Several studies have been performed to assess heart rate variability (HRV) in several species such as humans, dogs, pigs, calves, rabbits and rats. However, haemodynamic parameters are totally different in each animal, and optimal animal models for studying HRV corresponding to human HRV are still unclear. The purpose of this study was to assess HRV in human subjects and to compare those HRV data with canine, bovine and rabbit HRV data. The heart rate in the human subjects (62.8 ± 7.4 bpm) was significantly lower than that in dogs (124.2 ± 18.8 bpm, P < 0.001), calves (73.4 ± 10.5 bpm, P < 0.05), and rabbits (217.3 ± 21.5 bpm, P < 0.001). The low-frequency waves (LF) (57.9 ± 65.8 ms²/Hz) and high-frequency waves (HF) (33.8 ± 49.1 ms²/Hz) in rabbits were significantly lower than human LF (1216.3 ± 1220.7 ms²/Hz, P < 0.05) and HF (570.9 ± 581.3 ms²/Hz, P < 0.05). Dogs and calves showed similar LF (991.1 ± 646.1 ms²/Hz and 547.0 ± 256.9 ms²/Hz, respectively), HF (702.1 ± 394.1 ms²/Hz and 601.0 ± 666.6 ms²/Hz, respectively) and LF/HF (2.0 ± 1.3 and 2.5 ± 1.9, respectively) when compared with the human data. The present study shows that dogs and calves revealed similar HRV values as those which relate to humans. Large deviation of the HRV values in rabbits compared with humans might be considered when conducting animal studies using those animals to reflect human clinical situations.

Keywords

Heart rate variability autonomic nervous system sympathetic nerve parasympathetic nerve animal model

Heart rate variability (HRV) is an indicator of the autonomic nervous system¹ and a recognized predictor of cardiac death.² An autonomic nervous system imbalance, specifically an increase in sympathetic drive, is considered to be a symptom of heart failure and can be measured using HRV.^2–7 HRV is performed by evaluating the spectral analysis of the R–R interval (RRI) variability.⁶ This is usually measured by software which can convert the RRI variability into high-frequency waves (HF: 0.15–0.40 Hz) and low-frequency waves (LF: 0.04–0.15 Hz).
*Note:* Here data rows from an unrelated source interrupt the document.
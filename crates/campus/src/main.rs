mod app;
mod cache;
mod config;
mod handlers;
mod services;
mod state;
mod storage;

use anyhow::Result;
use campus_auth::AuthConfig;
use clap::Parser;
use listenfd::ListenFd;
use tokio::{net::TcpListener, signal};
use tracing_subscriber::{layer::SubscriberExt, util::SubscriberInitExt};

use crate::{app::create_app, config::Config, state::AppState};

/// School-management REST API
#[derive(Parser, Debug)]
#[command(name = "campus")]
#[command(version, about, long_about = None)]
struct Cli {
    /// Host address to bind the server to
    #[arg(long, short = 'H', default_value = "0.0.0.0", env = "HOST")]
    host: String,

    /// Port to listen on
    #[arg(long, short, default_value = "3000", env = "PORT")]
    port: u16,
}

#[tokio::main]
async fn main() -> Result<()> {
    let cli = Cli::parse();

    init_tracing();

    let config = Config::from_env();
    let auth_config = AuthConfig::from_env()?;
    let state = AppState::new(&config, auth_config).await?;

    let app = create_app(state);

    // A socket handed over by systemfd/cargo-watch wins over --host/--port.
    let listener = match ListenFd::from_env().take_tcp_listener(0)? {
        Some(listener) => {
            listener.set_nonblocking(true)?;
            TcpListener::from_std(listener)?
        }
        None => TcpListener::bind((cli.host.as_str(), cli.port)).await?,
    };

    tracing::info!(addr = %listener.local_addr()?, "Campus API listening");

    axum::serve(listener, app)
        .with_graceful_shutdown(shutdown_signal())
        .await?;

    tracing::info!("Server stopped");
    Ok(())
}

/// Plain text logs by default, one JSON object per line with `LOG_FORMAT=json`.
fn init_tracing() {
    let filter = tracing_subscriber::EnvFilter::try_from_default_env()
        .unwrap_or_else(|_| "campus=debug,tower_http=debug".into());
    let registry = tracing_subscriber::registry().with(filter);

    if std::env::var("LOG_FORMAT").is_ok_and(|v| v.eq_ignore_ascii_case("json")) {
        registry.with(tracing_subscriber::fmt::layer().json()).init();
    } else {
        registry.with(tracing_subscriber::fmt::layer()).init();
    }
}

/// Resolves on Ctrl+C or SIGTERM so in-flight requests can finish.
async fn shutdown_signal() {
    let ctrl_c = async {
        if let Err(err) = signal::ctrl_c().await {
            tracing::error!(error = %err, "Failed to install Ctrl+C handler");
            std::future::pending::<()>().await;
        }
    };

    #[cfg(unix)]
    let terminate = async {
        match signal::unix::signal(signal::unix::SignalKind::terminate()) {
            Ok(mut stream) => {
                stream.recv().await;
            }
            Err(err) => {
                tracing::error!(error = %err, "Failed to install SIGTERM handler");
                std::future::pending::<()>().await;
            }
        }
    };

    #[cfg(not(unix))]
    let terminate = std::future::pending::<()>();

    tokio::select! {
        _ = ctrl_c => {
            tracing::info!(signal = "SIGINT", "Shutting down");
        }
        _ = terminate => {
            tracing::info!(signal = "SIGTERM", "Shutting down");
        }
    }
}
HF waves are a marker of parasympathetic nervous activity, and LF waves are a marker of both sympathetic nervous activity and parasympathetic nervous activity.^6,8 The ratio of LF to HF (LF/HF) is defined as an indicator of sympathetic nervous activity.

Several studies have been performed to assess HRV in several species such as humans,^3,7 dogs,⁶ pigs,⁹ calves,^10,11 rabbits,¹² and rats.^13,14 However, haemodynamic parameters are totally different in each animal,^15–17 and optimal animal models for studying HRV corresponding to human HRV are still unclear. Furthermore, there are no published comparative species studies of HRV. Having a useful animal model is needed to accurately investigate HRV for clinical applications. The purpose of this study was to assess HRV in human subjects using the MemCalc system (MemCalc Version 2.5, Suwa Trust Co, Tokyo, Japan) and to compare the HRV data with those of canine, bovine, and rabbit. We also compared the haemodynamic data in different species. The goal of this study was to determine an optimal animal model for investigating HRV to reflect human clinical situations, in addition to reviewing articles regarding normal HRV in different species.

Materials and methods

Nine human volunteers were used in this study. They had no apparent cardiac disorders. The group comprised six men and three women, mean age 34 ± 7 years, mean height 174.0 ± 9.9 cm and mean weight 72.5 ± 19.1 kg. The study protocol was approved by the Cleveland Clinic Institutional Review Board. All subjects gave their informed consent.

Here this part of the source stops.